Mail and Passenger Ships of the Nineteenth Century

Mail and Passenger Ships of the Nineteenth Century PDF Author: Heather Parker Lewis
Publisher:
ISBN:
Category :
Languages : en
Pages : 0

Get Book Here

Book Description

Mail and Passenger Ships of the Nineteenth Century

Mail and Passenger Ships of the Nineteenth Century PDF Author: Heather Parker Lewis
Publisher:
ISBN:
Category :
Languages : en
Pages : 0

Get Book Here

Book Description


Mail and Passenger Steamships of the Nineteenth Century

Mail and Passenger Steamships of the Nineteenth Century PDF Author: Arthur George Holdsworth Macpherson
Publisher:
ISBN:
Category : Engraving
Languages : en
Pages : 520

Get Book Here

Book Description


Mail and passenger Steamships of the nineteenth century

Mail and passenger Steamships of the nineteenth century PDF Author: H. Parker
Publisher:
ISBN:
Category : Steamboats
Languages : en
Pages : 324

Get Book Here

Book Description


British Mail Steamers to South America, 1851-1965

British Mail Steamers to South America, 1851-1965 PDF Author: Robert E. Forrester
Publisher: Routledge
ISBN: 1317171853
Category : History
Languages : en
Pages : 269

Get Book Here

Book Description
During the nineteenth century Britain’s maritime, commercial and colonial interests all depended upon a regular and reliable flow of seaborne information from around the globe. Whilst the telegraph increasingly came to dominate long-distance communication, postal services by sea played a vital role in the network of information exchange, particularly to the more distant locations. Much importance was placed upon these services by the British government which provided large subsidies to a small number of commercial companies to operate them. Concentrating initially on the mail service between Britain and South America, this book explores the economic and political involvement of, at the outset, The Royal Mail Steam Packet Company (later, Royal Mail Lines) from 1851 until 1874. (The Company’s West Indies services were subsidized from 1840 until the early years of the 20th century.) As well as providing a business history of the Royal Mail companies the book reveals much of the development of Brazil and Argentina as trading nations and the many and varied consequences of maintaining a long-distance mail service.
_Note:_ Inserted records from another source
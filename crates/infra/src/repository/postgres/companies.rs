use sqlx::postgres::PgRow;
use sqlx::{PgPool, Postgres, QueryBuilder, Row};
use tracing::{debug, instrument};

use livelum_companies::{Company, CompanyRecord, CompanySearchCriteria, CompanySortField};
use livelum_core::{CompanyId, Entity, SearchCriteria};

use super::{
    corrupt, count_rows, delete_from, like_pattern, map_sqlx_error, parse_label,
    push_order_and_window,
};
use crate::repository::{Repository, RepositoryResult};

const TABLE: &str = "companies";
const COLUMNS: &str = "id, name, tax_id, email, phone, address, status, created_at, updated_at";

#[derive(Debug, Clone)]
pub struct PgCompanyRepository {
    pool: PgPool,
}

impl PgCompanyRepository {
    pub fn new(pool: PgPool) -> Self {
        Self { pool }
    }
}

fn push_filters(qb: &mut QueryBuilder<'_, Postgres>, criteria: &CompanySearchCriteria) {
    if let Some(search) = criteria.search() {
        let pattern = like_pattern(search);
        qb.push(" AND (name ILIKE ")
            .push_bind(pattern.clone())
            .push(" OR tax_id ILIKE ")
            .push_bind(pattern)
            .push(")");
    }
    if let Some(status) = criteria.status() {
        qb.push(" AND status = ").push_bind(status.as_str());
    }
}

fn sort_column(field: CompanySortField) -> &'static str {
    match field {
        CompanySortField::Name => "LOWER(name)",
        CompanySortField::TaxId => "tax_id",
        CompanySortField::Status => "status",
        CompanySortField::CreatedAt => "created_at",
    }
}

fn company_from_row(row: &PgRow) -> RepositoryResult<Company> {
    let decode = |e: sqlx::Error| map_sqlx_error("decode company", e);
    let record = CompanyRecord {
        id: CompanyId::from_uuid(row.try_get("id").map_err(decode)?),
        name: row.try_get("name").map_err(decode)?,
        tax_id: row.try_get("tax_id").map_err(decode)?,
        email: row.try_get("email").map_err(decode)?,
        phone: row.try_get("phone").map_err(decode)?,
        address: row.try_get("address").map_err(decode)?,
        status: parse_label(TABLE, row.try_get::<&str, _>("status").map_err(decode)?)?,
        created_at: row.try_get("created_at").map_err(decode)?,
        updated_at: row.try_get("updated_at").map_err(decode)?,
    };
    Company::from_primitives(record).map_err(|e| corrupt(TABLE, e))
}

#[async_trait::async_trait]
impl Repository<Company, CompanySearchCriteria> for PgCompanyRepository {
    #[instrument(skip(self, company), fields(id = %company.id()), err)]
    async fn save(&self, company: &Company) -> RepositoryResult<()> {
        let r = company.to_primitives();
        sqlx::query(
            r#"
            INSERT INTO companies (id, name, tax_id, email, phone, address, status, created_at, updated_at)
            VALUES ($1, $2, $3, $4, $5, $6, $7, $8, $9)
            ON CONFLICT (id) DO UPDATE SET
                name = EXCLUDED.name,
                tax_id = EXCLUDED.tax_id,
                email = EXCLUDED.email,
                phone = EXCLUDED.phone,
                address = EXCLUDED.address,
                status = EXCLUDED.status,
                updated_at = EXCLUDED.updated_at
            "#,
        )
        .bind(r.id.as_uuid())
        .bind(&r.name)
        .bind(&r.tax_id)
        .bind(&r.email)
        .bind(&r.phone)
        .bind(&r.address)
        .bind(r.status.as_str())
        .bind(r.created_at)
        .bind(r.updated_at)
        .execute(&self.pool)
        .await
        .map_err(|e| map_sqlx_error("save_company", e))?;
        debug!("company saved");
        Ok(())
    }

    #[instrument(skip(self), fields(id = %id), err)]
    async fn find_by_id(&self, id: &CompanyId) -> RepositoryResult<Option<Company>> {
        let row = sqlx::query(&format!("SELECT {COLUMNS} FROM {TABLE} WHERE id = $1"))
            .bind(id.as_uuid())
            .fetch_optional(&self.pool)
            .await
            .map_err(|e| map_sqlx_error("find_company", e))?;
        row.as_ref().map(company_from_row).transpose()
    }

    #[instrument(skip(self), err)]
    async fn find_by_criteria(&self, criteria: &CompanySearchCriteria) -> RepositoryResult<Vec<Company>> {
        let mut qb = QueryBuilder::<Postgres>::new(format!("SELECT {COLUMNS} FROM {TABLE} WHERE TRUE"));
        push_filters(&mut qb, criteria);
        push_order_and_window(
            &mut qb,
            sort_column(criteria.sort_by()),
            criteria.sort_order(),
            criteria.pagination(),
        );
        let rows = qb
            .build()
            .fetch_all(&self.pool)
            .await
            .map_err(|e| map_sqlx_error("search_companies", e))?;
        debug!(count = rows.len(), "companies found");
        rows.iter().map(company_from_row).collect()
    }

    #[instrument(skip(self), err)]
    async fn count_by_criteria(&self, criteria: &CompanySearchCriteria) -> RepositoryResult<u64> {
        let mut qb = QueryBuilder::<Postgres>::new(format!("SELECT COUNT(*) FROM {TABLE} WHERE TRUE"));
        push_filters(&mut qb, criteria);
        count_rows(&self.pool, qb, "count_companies").await
    }

    #[instrument(skip(self), fields(id = %id), err)]
    async fn delete(&self, id: &CompanyId) -> RepositoryResult<bool> {
        delete_from(&self.pool, TABLE, *id.as_uuid()).await
    }
}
Improved ship design led to larger vessels of greater cargo capacities, essential to the growth of the lucrative, and highly competitive, import/export trades between Britain and Europe and South America. The provision of increased passenger services contributed to the very considerable British financial, commercial and industrial interests in Latin America well into the 20th century. The book also addresses the international competition faced by Royal Mail Lines which reflected Britain’s progressively diminishing dominance of global trade and shipping. In all this book has much to say that will interest not only business historians but all those seeking a better understating of Britain’s maritime and economic history.
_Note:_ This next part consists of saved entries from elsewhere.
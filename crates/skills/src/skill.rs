use chrono::{DateTime, Utc};
use serde::{Deserialize, Serialize};

use livelum_core::criteria::normalize_text;
use livelum_core::error::{require_company, require_positive_number, require_text};
use livelum_core::{CompanyId, CompanyScoped, DomainError, DomainResult, Entity, Sequenced, bump_timestamp};

livelum_core::entity_id!(SkillId);

/// Skill category.
#[derive(Debug, Clone, Copy, PartialEq, Eq, Hash, Serialize, Deserialize)]
#[serde(rename_all = "SCREAMING_SNAKE_CASE")]
pub enum SkillCategory {
    Technical,
    Soft,
    Management,
    Language,
    Other,
}

impl SkillCategory {
    pub fn as_str(&self) -> &'static str {
        match self {
            SkillCategory::Technical => "TECHNICAL",
            SkillCategory::Soft => "SOFT",
            SkillCategory::Management => "MANAGEMENT",
            SkillCategory::Language => "LANGUAGE",
            SkillCategory::Other => "OTHER",
        }
    }
}

impl core::str::FromStr for SkillCategory {
    type Err = DomainError;

    fn from_str(s: &str) -> Result<Self, Self::Err> {
        match s {
            "TECHNICAL" => Ok(SkillCategory::Technical),
            "SOFT" => Ok(SkillCategory::Soft),
            "MANAGEMENT" => Ok(SkillCategory::Management),
            "LANGUAGE" => Ok(SkillCategory::Language),
            "OTHER" => Ok(SkillCategory::Other),
            other => Err(DomainError::validation(format!("Categoría inválida: {other}"))),
        }
    }
}

/// Skill status. Any status may overwrite any other.
#[derive(Debug, Clone, Copy, PartialEq, Eq, Hash, Serialize, Deserialize)]
#[serde(rename_all = "SCREAMING_SNAKE_CASE")]
pub enum SkillStatus {
    Active,
    Inactive,
}

impl SkillStatus {
    pub fn as_str(&self) -> &'static str {
        match self {
            SkillStatus::Active => "ACTIVE",
            SkillStatus::Inactive => "INACTIVE",
        }
    }
}

impl core::str::FromStr for SkillStatus {
    type Err = DomainError;

    fn from_str(s: &str) -> Result<Self, Self::Err> {
        match s {
            "ACTIVE" => Ok(SkillStatus::Active),
            "INACTIVE" => Ok(SkillStatus::Inactive),
            other => Err(DomainError::validation(format!("Estado inválido: {other}"))),
        }
    }
}

/// Plain serializable shape of a skill (what gets stored and returned).
#[derive(Debug, Clone, PartialEq, Eq, Serialize, Deserialize)]
#[serde(rename_all = "camelCase")]
pub struct SkillRecord {
    pub id: SkillId,
    pub number: u32,
    pub title: String,
    pub description: Option<String>,
    pub category: SkillCategory,
    pub status: SkillStatus,
    pub company_id: CompanyId,
    pub created_at: DateTime<Utc>,
    pub updated_at: DateTime<Utc>,
}

/// Input for [`Skill::create`].
#[derive(Debug, Clone, PartialEq, Eq)]
pub struct NewSkill {
    pub number: u32,
    pub title: String,
    pub description: Option<String>,
    pub category: SkillCategory,
    pub company_id: CompanyId,
}

/// Partial update; `None` keeps the current value.
#[derive(Debug, Clone, Default, PartialEq, Eq)]
pub struct SkillPatch {
    pub title: Option<String>,
    /// A blank description clears it.
    pub description: Option<String>,
    pub category: Option<SkillCategory>,
}

/// Entity: Skill.
///
/// Invariants (checked on every construction and update): title non-empty,
/// number >= 1, company set.
#[derive(Debug, Clone, PartialEq, Eq)]
pub struct Skill {
    id: SkillId,
    number: u32,
    title: String,
    description: Option<String>,
    category: SkillCategory,
    status: SkillStatus,
    company_id: CompanyId,
    created_at: DateTime<Utc>,
    updated_at: DateTime<Utc>,
}

impl Skill {
    /// Build a new active skill with a fresh id.
    pub fn create(new: NewSkill, now: DateTime<Utc>) -> DomainResult<Self> {
        let skill = Self {
            id: SkillId::new(),
            number: new.number,
            title: new.title.trim().to_string(),
            description: normalize_text(new.description),
            category: new.category,
            status: SkillStatus::Active,
            company_id: new.company_id,
            created_at: now,
            updated_at: now,
        };
        skill.validate()?;
        Ok(skill)
    }

    /// Rehydrate a stored record.
    pub fn from_primitives(record: SkillRecord) -> DomainResult<Self> {
        let skill = Self {
            id: record.id,
            number: record.number,
            title: record.title,
            description: record.description,
            category: record.category,
            status: record.status,
            company_id: record.company_id,
            created_at: record.created_at,
            updated_at: record.updated_at,
        };
        skill.validate()?;
        Ok(skill)
    }

    pub fn to_primitives(&self) -> SkillRecord {
        SkillRecord {
            id: self.id,
            number: self.number,
            title: self.title.clone(),
            description: self.description.clone(),
            category: self.category,
            status: self.status,
            company_id: self.company_id,
            created_at: self.created_at,
            updated_at: self.updated_at,
        }
    }

    /// Apply a partial update. On error the skill is left unchanged.
    pub fn update(&mut self, patch: SkillPatch, now: DateTime<Utc>) -> DomainResult<()> {
        let mut next = self.clone();
        if let Some(title) = patch.title {
            next.title = title.trim().to_string();
        }
        if let Some(description) = patch.description {
            next.description = normalize_text(Some(description));
        }
        if let Some(category) = patch.category {
            next.category = category;
        }
        next.validate()?;
        next.updated_at = bump_timestamp(self.updated_at, now);
        *self = next;
        Ok(())
    }

    pub fn activate(&mut self, now: DateTime<Utc>) {
        self.set_status(SkillStatus::Active, now);
    }

    pub fn deactivate(&mut self, now: DateTime<Utc>) {
        self.set_status(SkillStatus::Inactive, now);
    }

    pub fn set_status(&mut self, status: SkillStatus, now: DateTime<Utc>) {
        self.status = status;
        self.updated_at = bump_timestamp(self.updated_at, now);
    }

    pub fn id_typed(&self) -> SkillId {
        self.id
    }

    pub fn title(&self) -> &str {
        &self.title
    }

    pub fn description(&self) -> Option<&str> {
        self.description.as_deref()
    }

    pub fn category(&self) -> SkillCategory {
        self.category
    }

    pub fn status(&self) -> SkillStatus {
        self.status
    }

    pub fn is_active(&self) -> bool {
        self.status == SkillStatus::Active
    }

    pub fn created_at(&self) -> DateTime<Utc> {
        self.created_at
    }

    pub fn updated_at(&self) -> DateTime<Utc> {
        self.updated_at
    }

    fn validate(&self) -> DomainResult<()> {
        require_text(&self.title, "El título de la habilidad es requerido")?;
        require_positive_number(self.number, "El número de la habilidad debe ser mayor a 0")?;
        require_company(self.company_id, "La empresa es requerida")?;
        Ok(())
    }
}

impl Entity for Skill {
    type Id = SkillId;

    fn id(&self) -> &Self::Id {
        &self.id
    }
}

impl CompanyScoped for Skill {
    fn company_id(&self) -> CompanyId {
        self.company_id
    }
}

impl Sequenced for Skill {
    fn number(&self) -> u32 {
        self.number
    }
}

#[cfg(test)]
mod tests {
    use super::*;
    use chrono::Duration;

    fn new_skill(title: &str, number: u32) -> NewSkill {
        NewSkill {
            number,
            title: title.to_string(),
            description: None,
            category: SkillCategory::Technical,
            company_id: CompanyId::new(),
        }
    }

    #[test]
    fn create_starts_active() {
        let skill = Skill::create(new_skill("Soldadura", 1), Utc::now()).unwrap();
        let record = skill.to_primitives();
        assert_eq!(record.status, SkillStatus::Active);
        assert_eq!(record.created_at, record.updated_at);
        assert!(skill.is_active());
    }

    #[test]
    fn create_rejects_blank_title() {
        let err = Skill::create(new_skill("   ", 1), Utc::now()).unwrap_err();
        assert!(matches!(err, DomainError::Validation(_)));
    }

    #[test]
    fn create_rejects_number_zero() {
        assert!(Skill::create(new_skill("Soldadura", 0), Utc::now()).is_err());
    }

    #[test]
    fn create_rejects_nil_company() {
        let mut new = new_skill("Soldadura", 1);
        new.company_id = CompanyId::from_uuid(uuid::Uuid::nil());
        assert!(Skill::create(new, Utc::now()).is_err());
    }

    #[test]
    fn update_changes_title_and_bumps_updated_at() {
        let now = Utc::now();
        let mut skill = Skill::create(new_skill("Soldadura", 1), now).unwrap();
        let before = skill.updated_at();

        // Same instant: updated_at must still move forward.
        skill
            .update(SkillPatch { title: Some("X".into()), ..Default::default() }, now)
            .unwrap();

        let record = skill.to_primitives();
        assert_eq!(record.title, "X");
        assert!(record.updated_at > before);
    }

    #[test]
    fn failed_update_leaves_skill_unchanged() {
        let mut skill = Skill::create(new_skill("Soldadura", 1), Utc::now()).unwrap();
        let snapshot = skill.clone();

        let err = skill
            .update(
                SkillPatch {
                    title: Some(String::new()),
                    category: Some(SkillCategory::Soft),
                    ..Default::default()
                },
                Utc::now() + Duration::seconds(1),
            )
            .unwrap_err();

        assert!(matches!(err, DomainError::Validation(_)));
        assert_eq!(skill, snapshot);
    }

    #[test]
    fn blank_description_clears_it() {
        let mut new = new_skill("Soldadura", 1);
        new.description = Some("MIG/TIG".into());
        let mut skill = Skill::create(new, Utc::now()).unwrap();
        skill
            .update(SkillPatch { description: Some("  ".into()), ..Default::default() }, Utc::now())
            .unwrap();
        assert_eq!(skill.description(), None);
    }

    #[test]
    fn status_can_be_overwritten_freely() {
        let mut skill = Skill::create(new_skill("Soldadura", 1), Utc::now()).unwrap();
        skill.deactivate(Utc::now());
        assert_eq!(skill.status(), SkillStatus::Inactive);
        skill.deactivate(Utc::now());
        assert_eq!(skill.status(), SkillStatus::Inactive);
        skill.activate(Utc::now());
        assert!(skill.is_active());
    }

    #[test]
    fn from_primitives_rejects_invalid_record() {
        let mut record = Skill::create(new_skill("Soldadura", 3), Utc::now())
            .unwrap()
            .to_primitives();
        record.title = String::new();
        assert!(Skill::from_primitives(record).is_err());
    }

    #[test]
    fn wire_format_is_camel_case_with_upper_enums() {
        let record = Skill::create(new_skill("Soldadura", 7), Utc::now())
            .unwrap()
            .to_primitives();
        let json = serde_json::to_value(&record).unwrap();
        assert_eq!(json["category"], "TECHNICAL");
        assert_eq!(json["status"], "ACTIVE");
        assert_eq!(json["companyId"], record.company_id.to_string());
        let back: SkillRecord = serde_json::from_value(json).unwrap();
        assert_eq!(back, record);
    }

    mod proptest_tests {
        use super::*;
        use proptest::prelude::*;

        proptest! {
            #![proptest_config(ProptestConfig {
                cases: 256,
                ..ProptestConfig::default()
            })]

            /// Property: any non-blank title with number >= 1 creates an active skill.
            #[test]
            fn valid_input_always_creates_active_skill(
                title in "[A-Za-z][A-Za-z0-9 ]{0,60}",
                number in 1u32..100_000,
            ) {
                let skill = Skill::create(new_skill(&title, number), Utc::now()).unwrap();
                prop_assert_eq!(skill.to_primitives().status, SkillStatus::Active);
                prop_assert_eq!(skill.number(), number);
            }

            /// Property: whitespace-only titles are always rejected.
            #[test]
            fn blank_title_always_rejected(title in "[ \t]{0,10}", number in 1u32..100) {
                prop_assert!(Skill::create(new_skill(&title, number), Utc::now()).is_err());
            }
        }
    }
}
Mail and Passenger Steamships of the 19th Century

Mail and Passenger Steamships of the 19th Century PDF Author: H. Parker
Publisher:
ISBN:
Category :
Languages : en
Pages :

Get Book Here

Book Description


Ocean Liners

Ocean Liners PDF Author: Peter Newall
Publisher: Casemate Publishers
ISBN: 1526723174
Category : Transportation
Languages : en
Pages : 587

Get Book Here

Book Description
“A truly comprehensive publication, running the gamut from the first Atlantic sail-enhanced steamers to today’s remaining handful of combi-liners.” —Maritime Matters Before the advent of the jet age, ocean liners were the principal means of transport around the globe, and carried migrants and business people, soldiers and administrators, families, and lone travelers to every corner of the world. Though the ocean liner was born on the North Atlantic it soon spread to all the other oceans and in this new book the author addresses this huge global story. The account begins with Brunel’s Great Eastern and the early Cunarders, but with the rise in nationalism and the growth in empires in the latter part of the 19th century, and the opening of the Suez Canal in 1869, the colonial powers of Spain, France, and Germany soon established shipping lines of their own, and transpacific routes were opened up by Japanese and American lines. The golden age between the two world wars witnessed huge growth in liner traffic to Africa, Australia and New Zealand, India, and the Far East, the French colonies, and the Dutch East and West Indies, but then, though there was a postwar revival, the breakup of empires and the arrival of mass air travel brought about the swan song of the liner. Employing more than 250 stunning photographs, the author describes not just the ships and routes, but interweaves the technical and design developments, covering engines, electric light, navigation and safety, and accommodation. A truly unique and evocative book for merchant ship enthusiasts and historians.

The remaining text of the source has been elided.